Wednesday, July 22, 2015

Tale of toast.

I never saw the point of toast. Adding texture to already decent bread just never got me. Also the texture of butter really wasn't too pleasing. It's so 'slippery', you can almost call it 'slimy'. I'd had my bread plain or with a sandwich, sans the butter.
I gradually adapted to the taste of butter. I feel like along with my brain, my taste buds grew up. I'm fine with almost anything. Butter was fine and so was toast, but still, what's the point when I can have it in it's original chewy texture.
About a year ago, I fell ill. I don't fall ill too often but when I do, I curl in the corner and update my will. I prefer not seeing anyone and get annoyed with myself. It's a horrid state to be in and you'd be in a horrid state to be with someone like me then. I lived on toast and tea for a week. That's long for me. Also, even in deathly states, I threw in some chips. It's my drug of choice.
I felt better with every crunch of the toasted bread and though I remember not tasting it, that slippery slimy butter was the best thing that happened to sliced bread.
And now, I'm officially an addict. I love the stuff. Everytime I see bread, I can't help but think 'Perhaps some toast then?'. It doesn't help that it goes well with tea.
Why am I writing this long yarn about my love for buttered toast? Because I want to eat one right now and I thought this would be a great distraction as the water boils for tea.
Well, that was officially a failed distraction.

Monday, July 20, 2015

Food, sweet food.

One more hour till I run out to grab a bite with the folks, who are down from Goa. There's this donner joint near my house that is TO DIE FOR! I think I scare the owner by grinning a bit too wide, before I even order and have drool coming out of my eyes as I wait for the food to arrive. As you can tell, I'm a little hungry as is the norm.

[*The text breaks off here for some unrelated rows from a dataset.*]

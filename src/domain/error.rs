//! Error types for the skatemap engine.
//!
//! This module defines the centralized error type [`SkatemapError`] and a type alias
//! [`Result`] used throughout the crate. All errors are implemented with `thiserror`.
//!
//! Network and payload failures are caught by the fetch coordinator and turned into
//! user-visible messages; validation failures are raised before any request is made.

use serde::{Deserialize, Serialize};
use thiserror::Error;

/// The main error type for skatemap operations.
///
/// # Examples
///
/// ```
/// use skatemap::domain::SkatemapError;
///
/// fn check_latitude(lat: f64) -> Result<(), SkatemapError> {
///     if (-90.0..=90.0).contains(&lat) {
///         Ok(())
///     } else {
///         Err(SkatemapError::Validation("latitude out of range".to_string()))
///     }
/// }
/// ```
#[derive(Debug, Error)]
pub enum SkatemapError {
    /// The remote source could not be reached or answered with a non-success status.
    #[error("Network error: {0}")]
    Network(String),

    /// The remote source answered successfully but the payload did not match the
    /// expected record schema.
    #[error("Invalid response: {0}")]
    InvalidResponse(String),

    /// A record submitted by the user failed local validation.
    ///
    /// Raised before any network call is attempted.
    #[error("Validation failed: {0}")]
    Validation(String),

    /// Configuration is invalid or could not be parsed.
    #[error("Configuration error: {0}")]
    Config(String),

    /// Filesystem or I/O operation failed.
    #[error("IO error: {0}")]
    Io(#[from] std::io::Error),
}

impl SkatemapError {
    /// Classifies the error for transport across the fetch protocol.
    #[must_use]
    pub const fn kind(&self) -> FailureKind {
        match self {
            Self::Network(_) | Self::Io(_) => FailureKind::Network,
            Self::InvalidResponse(_) => FailureKind::InvalidResponse,
            Self::Validation(_) | Self::Config(_) => FailureKind::Validation,
        }
    }

    /// Returns the message without the variant prefix.
    #[must_use]
    pub fn detail(&self) -> String {
        match self {
            Self::Network(m)
            | Self::InvalidResponse(m)
            | Self::Validation(m)
            | Self::Config(m) => m.clone(),
            Self::Io(e) => e.to_string(),
        }
    }

    /// Rebuilds an error from a serialized failure.
    #[must_use]
    pub fn from_kind(kind: FailureKind, message: impl Into<String>) -> Self {
        let message = message.into();
        match kind {
            FailureKind::Network => Self::Network(message),
            FailureKind::InvalidResponse => Self::InvalidResponse(message),
            FailureKind::Validation => Self::Validation(message),
        }
    }
}

/// Coarse failure category carried in fetch responses.
#[derive(Debug, Clone, Copy, PartialEq, Eq, Serialize, Deserialize)]
pub enum FailureKind {
    Network,
    InvalidResponse,
    Validation,
}

/// A specialized `Result` type for skatemap operations.
pub type Result<T> = std::result::Result<T, SkatemapError>;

Mango season is almost over. sigh!
What I ate in Tutcorin and it's currently listed as my 'death food'.
(Death food are the list of foods that one wants to eat before they die)
If one bakes, one understands.


Wednesday, July 8, 2015

Them songs

Do you have this intense love for certain types of music? I'm not too much of a music person, wherein I can go for a few days, especially if I'm busy, without a song. But then I play a country song and I pretty much melt into a putty of sighs and hearts. What is this super-intense pleasurable ear-orgasms that happen with certain songs? For me it's definitely got a squeeze of good ol'nostalgia but falling in such deep love with a tune questions my senses.
Sigh, Excuse me while George replays.

Monday, June 29, 2015

On learning.

I tend to try and be learning something all the time. The keyword here is 'try'. A course, a skill, a subject, a hard dish, a routine. I did succeed a number of times but there were also a number of times I proved myself with all the enthusiasm required and then let it go. I stopped going the whole hog with the procrastination routine or the schedule-blaming and just stop entirely and then start curiosity another anew.

At this current moment, I'm trying desperately to learn a new programme. I remember when I was first trying to learn Photoshop, it was so full of effort but every thing I learnt proved so useful and pat-on-the-backish. Now every time I learn something, I smack myself on the knuckles for not doing it quicker and for it not looking as good as I want it to. Anu, my housemate, and me were talking about it and we asked, is it age that makes us want perfection a lot more, hence making learning a lot more difficult? I don't believe it's patience because by-gum, I had the patience of an ant when I was younger and this is probably the most patient I've ever been. That's not saying much about that virtue and me! What about priority? Maybe if this skill-requirement was indispensable for further scaling, it would have been easier. That may be it really. Necessity being the mother of real learning.